Не менее отвратительное впечатление вызывала и академическая интеллигенция, натрудившая мозоли в раздобывании различных грантов на пушкинские мероприятия, одарившая общество множеством выставок, одна пошлее другой, и затем в пьяном русском угаре попершаяся на конференции в «пушкинские» города, давя друг друга на дармовых фуршетах под омерзительно слащавый набор слоганов, повыдернутых из непрочитанных и непонятых произведений.
Кетчуп «Пушкин», шоколад «Пушкин», водка «Пушкин» не вызывают таких спазмов отвращения, как полная невозможность современного русского общества в лице «лучших его представителей» сформулировать что-либо внятное и достойное по поводу Пушкина. Это или слюнявая жвачка из экзальтированных цветаевско-ахматовских переживаний, или слабоумное брюзжание на масскультуру, на самом деле ни в чем не повинную и со своими кетчупами гораздо более достойную, чем трибуна, украшенная лозунгом «Семейственной любви и нежной дружбы ради…», на которой сидели в Москве знатные политики и пушкинисты. Чего ради, почему ради, отчего ради – никому не приходило в голову. Пушкинисты сами хихикали в рукав, зная апокриф из дневника Вульфа о том, что эти строки были списаны Пушкиным из сентиментального альбома с добавлением «…тебя не спереди, а сзади». Знали, хихикали, но помалкивали, подавившись жирным куском кулебяки, как и полагается на пиру старика Троекурова.
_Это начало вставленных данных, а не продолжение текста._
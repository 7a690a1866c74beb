//! Pattern rendering: boundary selections to anchored regexes and the
//! final `.clangd` document
//!
//! The renderer does no cross-database reasoning: non-overlap of the
//! selections is guaranteed upstream by the trie. Its own job is
//! textual: escape, group, order, deduplicate, and emit. The `.clangd`
//! output is multi-document YAML produced as text; it is never parsed
//! back.

use std::collections::{BTreeMap, BTreeSet};

use crate::trie::Selection;

/// Regex for one boundary selection.
///
/// A file leaf matches the exact path; a directory boundary matches
/// everything beneath it. The trie root (empty path) covers the whole
/// tree.
pub fn pattern_for(path: &str, is_file_leaf: bool) -> String {
    if path.is_empty() {
        return ".*".to_string();
    }
    let escaped = regex::escape(path);
    if is_file_leaf {
        format!("^{}$", escaped)
    } else {
        format!("^{}/.*", escaped)
    }
}

/// Group selection patterns per database key.
///
/// Every database in `db_keys` that contributed no selection still
/// gets exactly one fallback pattern over its own key, so a database
/// present on disk stays addressable even when no file resolved to it.
/// Within a database, patterns are deduplicated and ordered longest
/// first, then lexicographically, so greedy first-match consumers
/// behave predictably. Groups iterate in database-key order.
pub fn build_fragments(
    selections: &[Selection],
    db_keys: &[String],
) -> BTreeMap<String, Vec<String>> {
    let mut grouped: BTreeMap<&str, BTreeSet<String>> = BTreeMap::new();
    for sel in selections {
        grouped
            .entry(sel.db_key.as_str())
            .or_default()
            .insert(pattern_for(&sel.path, sel.is_file_leaf));
    }
    for key in db_keys {
        grouped
            .entry(key.as_str())
            .or_insert_with(|| BTreeSet::from([format!("^{}/.*", regex::escape(key))]));
    }

    grouped
        .into_iter()
        .map(|(key, patterns)| {
            let mut ordered: Vec<String> = patterns.into_iter().collect();
            ordered.sort_by(|a, b| b.len().cmp(&a.len()).then_with(|| a.cmp(b)));
            (key.to_string(), ordered)
        })
        .collect()
}

/// Render the final `.clangd` multi-document YAML.
///
/// Layout: a header comment (plus a conflict-count prelude when any
/// file had multiple claimants, counted but never named), one
/// `Index.Background: Skip` document per background-skip prefix, then
/// one document per database carrying the PathMatch alternation, the
/// shared PathExclude (when exclusions are configured), and the
/// database key as `CompileFlags.CompilationDatabase`.
pub fn render_clangd(
    fragments: &BTreeMap<String, Vec<String>>,
    conflict_count: usize,
    excluded_prefixes: &[String],
    background_skip_prefixes: &[String],
) -> String {
    let mut lines: Vec<String> = Vec::new();
    lines.push("# This file is auto-generated by clangd-gen; do not edit.".to_string());
    if conflict_count > 0 {
        lines.push(format!(
            "# Conflicts: {} files were found in multiple compile databases.",
            conflict_count
        ));
        lines.push("# The generator selected one database deterministically per file.".to_string());
    }
    lines.push(String::new());

    let mut first = true;
    for prefix in background_skip_prefixes {
        if !first {
            lines.push("---".to_string());
        }
        first = false;
        let trimmed = prefix.strip_suffix('/').unwrap_or(prefix);
        lines.push("If:".to_string());
        lines.push(format!("  PathMatch: ^{}/.*", regex::escape(trimmed)));
        lines.push("Index:".to_string());
        lines.push("  Background: Skip".to_string());
    }

    let exclude_pattern = exclusion_pattern(excluded_prefixes);
    for (db_key, patterns) in fragments {
        if !first {
            lines.push("---".to_string());
        }
        first = false;
        lines.push("If:".to_string());
        lines.push(format!("  PathMatch: {}", patterns.join("|")));
        if let Some(pattern) = &exclude_pattern {
            lines.push(format!("  PathExclude: {}", pattern));
        }
        lines.push("CompileFlags:".to_string());
        lines.push(format!("  CompilationDatabase: {}", db_key));
    }
    lines.push(String::new());
    lines.join("\n")
}

/// Combined `PathExclude` alternation over the exclusion prefixes, or
/// `None` when there is nothing to exclude. Each prefix matches both
/// the bare directory and its subtree.
fn exclusion_pattern(excluded_prefixes: &[String]) -> Option<String> {
    if excluded_prefixes.is_empty() {
        return None;
    }
    let parts: Vec<String> = excluded_prefixes
        .iter()
        .map(|prefix| {
            let trimmed = prefix.strip_suffix('/').unwrap_or(prefix);
            format!("{}(?:/.*)?", regex::escape(trimmed))
        })
        .collect();
    Some(format!("^(?:{})$", parts.join("|")))
}
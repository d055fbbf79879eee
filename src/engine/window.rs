//! Page-number window calculation for pagination controls.
//!
//! Given the current page, the total page count and a window width, decides
//! which page links to render and whether a "…" marker belongs on either
//! side. The window slides with the current page and pins to the first or
//! last `width` pages near either end.

use crate::models::PageWindow;

/// Compute the pagination window.
///
/// `current_page` is 1-based and must already be clamped to
/// `[1, max(total_pages, 1)]` by the caller. `width` is expected to be odd.
///
/// Both ellipsis flags are always computed, including when every page fits
/// in the window.
///
/// # Examples
///
/// ```
/// use collection_search::engine::page_window;
///
/// let window = page_window(5, 20, 5);
/// assert_eq!(window.pages, vec![3, 4, 5, 6, 7]);
/// assert!(window.show_left_ellipsis);
/// assert!(window.show_right_ellipsis);
/// ```
pub fn page_window(current_page: usize, total_pages: usize, width: usize) -> PageWindow {
    let half = width / 2;

    let show_left_ellipsis = current_page > half + 1;
    // current < total - half, without underflow when total < half
    let show_right_ellipsis = current_page.saturating_add(half) < total_pages;

    let pages = if total_pages <= width {
        range(1, total_pages)
    } else if !show_left_ellipsis && show_right_ellipsis {
        range(1, width)
    } else if show_left_ellipsis && !show_right_ellipsis {
        range(total_pages - width + 1, total_pages)
    } else {
        range(
            current_page.saturating_sub(half),
            current_page.saturating_add(half),
        )
    };

    debug_assert!(
        pages.iter().all(|&p| p >= 1 && p <= total_pages),
        "page window {:?} escapes [1, {}]",
        pages,
        total_pages
    );

    PageWindow {
        pages,
        show_left_ellipsis,
        show_right_ellipsis,
    }
}

/// Inclusive range; empty when `end < start`
fn range(start: usize, end: usize) -> Vec<usize> {
    (start..=end).collect()
}
//! Descending holdings ranking for leaderboard views.

use crate::models::Record;

/// Number of entries a leaderboard shows
pub const LEADERBOARD_SIZE: usize = 100;

/// Rank records by holdings count, highest first, keeping the top `top_n`.
pub fn rank_records<'a, I>(records: I, top_n: usize) -> Vec<&'a Record>
where
    I: IntoIterator<Item = &'a Record>,
{
    rank_records_by(records, Record::holdings, top_n)
}

/// Rank records by a numeric key, highest first, keeping the top `top_n`.
///
/// Keys are computed once per record before sorting, and the sort is
/// stable: records with equal keys keep their input order.
pub fn rank_records_by<'a, I, F>(records: I, key: F, top_n: usize) -> Vec<&'a Record>
where
    I: IntoIterator<Item = &'a Record>,
    F: Fn(&Record) -> u64,
{
    let mut keyed: Vec<(u64, &Record)> = records.into_iter().map(|r| (key(r), r)).collect();
    keyed.sort_by(|a, b| b.0.cmp(&a.0));
    keyed.truncate(top_n);

    tracing::debug!(ranked = keyed.len(), top_n, "Ranked records");

    keyed.into_iter().map(|(_, r)| r).collect()
}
Двухсотлетие со всей очевидностью доказало, что в современной России Пушкина просто нет. Нет у нее органа, которым можно было бы его воспринимать, он как-то атрофировался. Произвести какую-либо новую мысль она уже не способна, может лишь пережевывать и перерабатывать все то же «солнце нашей поэзии» и «это наше все», так как мозгов нет, есть лишь отверстия для поглощения и облегчения. Осмысления в таком состоянии быть не может, так как современная русская интеллигенция представляет собой организм, занятый лишь поддержанием своего существования с помощью капельниц иностранных грантов. Ее главные задачи – пожрать и просраться. На прочее сил нет. До сих пор у нас нет прилично откомментированного собрания сочинений Пушкина. Все, что есть, – жизнь впотьмах с исправленной орфографией. Представить себе, чтобы итальянцы издавали Данте на новоитальянском, а англичане – Шекспира на новом английском, невозможно. У нас же существует только новый русский Пушкин с невесть как правленными орфографией, пунктуацией и строчными буквами. Зато перед Таможней, где заседает Пушкинский Дом, вознесся бюст поэта исключительного уродства, так же вписывающийся в панораму «пушкинского Петербурга», как и оплевываемый интеллигенцией памятник Городовому. Никто при этом не возражал, все довольны. Не хватало только, чтобы статуи, украшающие это творение итальянского архитектора, были заменены Пушкиным, Натальей Николаевной и Ариной Родионовной.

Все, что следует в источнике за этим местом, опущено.